Abortion is final. Please take some time to look beyond your current situation and towards a time that may be more prosperous for you and family.

Anyhow...remember there are always options it just depends on your outlook and what you choose to do.

Just an FYI...i am a pro choice Mom of three...an unexpected 3rd that happened in a time of financial challenge...He is a beautiful toddler and couldn't imagine our lives without him...Good luck!
S-

3 moms found this helpful

Your other child is so young, might be part of the reason that you don't want anymore at this time. As time goes on and you miss baby stage you might change your mind. If you decide to get rid of this baby and in a year change your mind...how are you going to feel then? Once I have had a child I could never have an abortion. Plus I lost a baby at 22 weeks.
My friend found out in August that she was pg again. Did not want another. 1 was enough. I told her God would not give her anything she could not handle. She had an awful month of fighting with her man. Was not doing well with being pg at all...and then lost the baby. I guess in the end it was decided for her that she could not hadle it.

You need to look at this as a blessing. Giving your child a sibling is the best thing you can do for your child in my opinion. If you don't want more after this then take precautions to not get pregnant.

I hope you think long and hard about this. Go and get an ultrasound...make sure everything is going fine before you make a decision.

Best of luck,
D.

2 moms found this helpful

first off, let me tell you how refreshing it is to hear such honesty and candidness from you. you are right. there will be people who are upset...but they are not you and they ultimately do not have to live with the decision. no matter what that decision is. so, remember that when anyone on here or your family starts judging you about it.
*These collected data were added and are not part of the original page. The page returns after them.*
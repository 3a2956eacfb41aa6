//! adb invocation and output parsing
//!
//! Exit code and stdout are the only signals consulted. Device-side shell
//! output arrives with CRLF line endings on older bridge versions, so every
//! line is stripped of a trailing `\r` before use.

use std::path::{Path, PathBuf};
use std::process::Stdio;

use tokio::io::AsyncReadExt;
use tokio::process::Command;
use tokio_util::sync::CancellationToken;
use tracing::{debug, warn};

use droidsync_core::domain::device::{DeviceId, DeviceState};
use droidsync_core::domain::errors::SyncError;
use droidsync_core::ports::bridge::{BridgeClient, DeviceEntry, PushOutcome};

/// Bridge client backed by the `adb` command-line tool
#[derive(Debug, Clone)]
pub struct AdbClient {
    program: PathBuf,
}

impl AdbClient {
    /// Uses `adb` from `$PATH`.
    pub fn new() -> Self {
        Self {
            program: PathBuf::from("adb"),
        }
    }

    /// Uses an explicit adb binary, e.g. from a bundled platform-tools.
    pub fn with_program(program: impl Into<PathBuf>) -> Self {
        Self {
            program: program.into(),
        }
    }

    async fn output(&self, args: &[&str]) -> Result<std::process::Output, SyncError> {
        debug!(tool = %self.program.display(), ?args, "Invoking bridge tool");
        Command::new(&self.program)
            .args(args)
            .output()
            .await
            .map_err(SyncError::BridgeUnavailable)
    }

    /// Runs a device-targeted command, mapping a dropped device to
    /// [`SyncError::DeviceUnreachable`].
    async fn device_output(
        &self,
        device: &DeviceId,
        tool: &'static str,
        args: &[&str],
    ) -> Result<String, SyncError> {
        let output = self.output(args).await?;
        let stdout = String::from_utf8_lossy(&output.stdout).into_owned();
        if output.status.success() {
            return Ok(stdout);
        }
        let stderr = String::from_utf8_lossy(&output.stderr).trim().to_string();
        if is_gone_marker(&stderr) {
            warn!(device = %device, %stderr, "Device dropped mid-call");
            return Err(SyncError::DeviceUnreachable(device.to_string()));
        }
        Err(SyncError::ToolFailed {
            tool,
            status: output.status.code().unwrap_or(-1),
            stderr,
        })
    }
}

impl Default for AdbClient {
    fn default() -> Self {
        Self::new()
    }
}

#[async_trait::async_trait]
impl BridgeClient for AdbClient {
    async fn list_devices(&self) -> Result<Vec<DeviceEntry>, SyncError> {
        let output = self.output(&["devices"]).await?;
        // Non-zero exit on a listing is "no results", not an error.
        if !output.status.success() {
            return Ok(Vec::new());
        }
        Ok(parse_device_listing(&String::from_utf8_lossy(
            &output.stdout,
        )))
    }

    async fn get_property(&self, device: &DeviceId, key: &str) -> Result<String, SyncError> {
        let stdout = self
            .device_output(
                device,
                "adb shell getprop",
                &["-s", device.as_str(), "shell", "getprop", key],
            )
            .await?;
        Ok(stdout.trim().to_string())
    }

    async fn run_shell(&self, device: &DeviceId, cmd: &str) -> Result<String, SyncError> {
        self.device_output(device, "adb shell", &["-s", device.as_str(), "shell", cmd])
            .await
    }

    async fn list_remote_dir(
        &self,
        device: &DeviceId,
        path: &str,
    ) -> Result<Vec<String>, SyncError> {
        let output = self
            .output(&["-s", device.as_str(), "shell", &format!("ls {path}")])
            .await?;
        // Absent directory: indistinguishable from an empty one, by design.
        if !output.status.success() {
            return Ok(Vec::new());
        }
        Ok(parse_remote_listing(&String::from_utf8_lossy(
            &output.stdout,
        )))
    }

    async fn push(
        &self,
        device: &DeviceId,
        local: &Path,
        remote_dir: &str,
        cancel: &CancellationToken,
    ) -> Result<PushOutcome, SyncError> {
        let local_str = local.to_string_lossy();
        debug!(device = %device, file = %local_str, remote_dir, "Starting push");

        let mut child = Command::new(&self.program)
            .args(["-s", device.as_str(), "push", &local_str, remote_dir])
            .stdin(Stdio::null())
            .stdout(Stdio::null())
            .stderr(Stdio::piped())
            .kill_on_drop(true)
            .spawn()
            .map_err(SyncError::BridgeUnavailable)?;

        tokio::select! {
            status = child.wait() => {
                let status = status.map_err(SyncError::BridgeUnavailable)?;
                if status.success() {
                    return Ok(PushOutcome::Completed);
                }
                let mut stderr = String::new();
                if let Some(mut pipe) = child.stderr.take() {
                    pipe.read_to_string(&mut stderr).await.ok();
                }
                let stderr = stderr.trim().to_string();
                if is_gone_marker(&stderr) {
                    return Err(SyncError::DeviceUnreachable(device.to_string()));
                }
                Err(SyncError::ToolFailed {
                    tool: "adb push",
                    status: status.code().unwrap_or(-1),
                    stderr,
                })
            }
            _ = cancel.cancelled() => {
                warn!(device = %device, file = %local_str, "Push cancelled, terminating child");
                child.kill().await.ok();
                Ok(PushOutcome::Interrupted)
            }
        }
    }

    async fn remove_all(&self, device: &DeviceId, path: &str) -> Result<(), SyncError> {
        // `rm -f` makes the unmatched-glob case succeed, so clearing an
        // already-empty directory is idempotent.
        self.device_output(
            device,
            "adb shell rm",
            &["-s", device.as_str(), "shell", &format!("rm -rf {path}/*")],
        )
        .await?;
        Ok(())
    }

    async fn connect_network(&self, address: &str) -> Result<(), SyncError> {
        let output = self.output(&["connect", address]).await?;
        if output.status.success() {
            Ok(())
        } else {
            Err(SyncError::ToolFailed {
                tool: "adb connect",
                status: output.status.code().unwrap_or(-1),
                stderr: String::from_utf8_lossy(&output.stderr).trim().to_string(),
            })
        }
    }

    async fn disconnect_network(&self) -> Result<(), SyncError> {
        let output = self.output(&["disconnect"]).await?;
        if output.status.success() {
            Ok(())
        } else {
            Err(SyncError::ToolFailed {
                tool: "adb disconnect",
                status: output.status.code().unwrap_or(-1),
                stderr: String::from_utf8_lossy(&output.stderr).trim().to_string(),
            })
        }
    }
}

/// Stderr markers that mean the device is gone rather than the tool broken.
fn is_gone_marker(stderr: &str) -> bool {
    stderr.contains("not found") || stderr.contains("offline") || stderr.contains("closed")
}

/// Parses `adb devices` output: one `<id>\t<state>` line per device after
/// the header. Lines whose state token is not a known keyword (the header
/// itself, daemon startup notices, blanks) are skipped.
fn parse_device_listing(stdout: &str) -> Vec<DeviceEntry> {
    stdout
        .lines()
        .filter_map(|line| {
            let mut parts = line.split_whitespace();
            let id = parts.next()?;
            let state = DeviceState::from_keyword(parts.next()?)?;
            Some(DeviceEntry {
                id: DeviceId::from(id),
                state,
            })
        })
        .collect()
}

/// Parses `ls` output from the device shell into file names.
fn parse_remote_listing(stdout: &str) -> Vec<String> {
    stdout
        .lines()
        .map(|line| line.trim_end_matches('\r'))
        .filter(|line| !line.is_empty())
        // Old bridges report a missing directory on stdout with exit 0.
        .filter(|line| !line.contains("No such file or directory"))
        .map(str::to_string)
        .collect()
}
with that said, let me tell you how i feel about it. ;) i don't believe in coincidence. i think things happen for a reason. maybe you are pregnant because your son isn't meant to be an only child. maybe you and your husband are meant to struggle for awhile before you truly succeed. in my life, i thought i had it all planned out. i had a great son and awesome daughter but they are 7 years apart and we wanted to have one more child that would be close to our daughter. so we took the leap, got pregnant again and guess what...twins. i was totally freaked for two weeks. am i hurting my two children by having these babies? i think we can handle one more financially but two?! that's FOUR kids to put through college. can my husband and i survive the stress twins put on a marriage? i was absolutely devestated and confused by my situation. needless to say, we had the girls and i can't begin to tell you how great my life is. so now i see that my life is exactly how it was suppose to be. i just didn't know it until it happened.

whatever you decide, good luck to you and know there are moms here who are with you whatever you choose.